//! Reversible commands and the undo history.
//!
//! A command captures at construction everything it needs to apply and to
//! revert itself. `execute` and `unexecute` must alternate, starting with
//! `execute`; calling either twice in a row is a programming error caught by
//! debug assertions.

mod add_object;
mod hide;
mod history;
mod select;
mod target;

pub use add_object::AddObject;
pub use hide::HideItems;
pub use history::CommandHistory;
pub use select::{SelectItems, UnselectItems};
pub use target::SelectionTarget;

use crate::document::Scene;

/// One undoable state transition.
#[derive(Debug)]
pub enum Command {
    Select(SelectItems),
    Unselect(UnselectItems),
    Hide(HideItems),
    AddObject(AddObject),
    Group(CommandGroup),
}

impl Command {
    /// Display name for history listings.
    #[must_use]
    pub fn name(&self) -> String {
        match self {
            Self::Select(c) => format!("Select {}", c.target().entity_kind().name()),
            Self::Unselect(c) => format!("Unselect {}", c.target().entity_kind().name()),
            Self::Hide(c) => format!("Hide {}", c.target().entity_kind().name()),
            Self::AddObject(c) => format!("Add object {}", c.object_name()),
            Self::Group(g) => g.name.clone(),
        }
    }

    /// Applies the command.
    pub fn execute(&mut self, scene: &mut Scene) {
        match self {
            Self::Select(c) => c.execute(scene),
            Self::Unselect(c) => c.execute(scene),
            Self::Hide(c) => c.execute(scene),
            Self::AddObject(c) => c.execute(scene),
            Self::Group(g) => g.execute(scene),
        }
    }

    /// Reverts the command.
    pub fn unexecute(&mut self, scene: &mut Scene) {
        match self {
            Self::Select(c) => c.unexecute(scene),
            Self::Unselect(c) => c.unexecute(scene),
            Self::Hide(c) => c.unexecute(scene),
            Self::AddObject(c) => c.unexecute(scene),
            Self::Group(g) => g.unexecute(scene),
        }
    }

    /// The selection target, for selection-type commands.
    #[must_use]
    pub fn target(&self) -> Option<&SelectionTarget> {
        match self {
            Self::Select(c) => Some(c.target()),
            Self::Unselect(c) => Some(c.target()),
            Self::Hide(c) => Some(c.target()),
            Self::AddObject(_) | Self::Group(_) => None,
        }
    }
}

impl From<SelectItems> for Command {
    fn from(c: SelectItems) -> Self {
        Self::Select(c)
    }
}

impl From<UnselectItems> for Command {
    fn from(c: UnselectItems) -> Self {
        Self::Unselect(c)
    }
}

impl From<HideItems> for Command {
    fn from(c: HideItems) -> Self {
        Self::Hide(c)
    }
}

impl From<AddObject> for Command {
    fn from(c: AddObject) -> Self {
        Self::AddObject(c)
    }
}

impl From<CommandGroup> for Command {
    fn from(g: CommandGroup) -> Self {
        Self::Group(g)
    }
}

/// Commands applied as one undo step: in order on execute, in reverse
/// order on unexecute.
#[derive(Debug)]
pub struct CommandGroup {
    pub name: String,
    commands: Vec<Command>,
}

impl CommandGroup {
    #[must_use]
    pub fn new(name: impl Into<String>) -> Self {
        Self {
            name: name.into(),
            commands: Vec::new(),
        }
    }

    /// Appends a command to the group.
    #[must_use]
    pub fn with(mut self, command: impl Into<Command>) -> Self {
        self.commands.push(command.into());
        self
    }

    pub fn push(&mut self, command: impl Into<Command>) {
        self.commands.push(command.into());
    }

    /// Executes `command` right away and appends it. Lets later members be
    /// built against the state earlier members produce; record the finished
    /// group with [`CommandHistory::push_applied`].
    pub fn apply(&mut self, command: impl Into<Command>, scene: &mut Scene) {
        let mut command = command.into();
        command.execute(scene);
        self.commands.push(command);
    }

    #[must_use]
    pub fn len(&self) -> usize {
        self.commands.len()
    }

    #[must_use]
    pub fn is_empty(&self) -> bool {
        self.commands.is_empty()
    }

    #[must_use]
    pub fn commands(&self) -> &[Command] {
        &self.commands
    }

    fn execute(&mut self, scene: &mut Scene) {
        for c in &mut self.commands {
            c.execute(scene);
        }
    }

    fn unexecute(&mut self, scene: &mut Scene) {
        for c in self.commands.iter_mut().rev() {
            c.unexecute(scene);
        }
    }
}

#[cfg(test)]
pub(crate) mod fixtures {
    #![allow(clippy::unwrap_used)]

    use crate::document::Scene;
    use crate::math::Point3;
    use crate::mesh::{ElementShape, Mesh};
    use crate::topology::{GObject, Model};

    /// Scene with one active object whose volume mesh is a strip of three
    /// quads (eight nodes).
    pub fn strip_scene() -> Scene {
        let mut mesh = Mesh::new();
        for i in 0..4 {
            mesh.add_node(Point3::new(f64::from(i), 0.0, 0.0));
            mesh.add_node(Point3::new(f64::from(i), 1.0, 0.0));
        }
        for i in 0..3 {
            let a = 2 * i;
            mesh.add_element(ElementShape::Quad4, vec![a, a + 2, a + 3, a + 1], 0)
                .unwrap();
        }
        mesh.extract_faces();
        let mut object = GObject::new("strip");
        object.add_part();
        object.fe_mesh = Some(mesh);
        let gid = object.gid();
        let mut model = Model::new();
        model.add_object(object);
        let mut scene = Scene::new(model);
        scene.active_object = Some(gid);
        scene
    }
}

□ □ □

Only the number should be given: how many lines in the entries above contain the string "SelectionTarget"?

2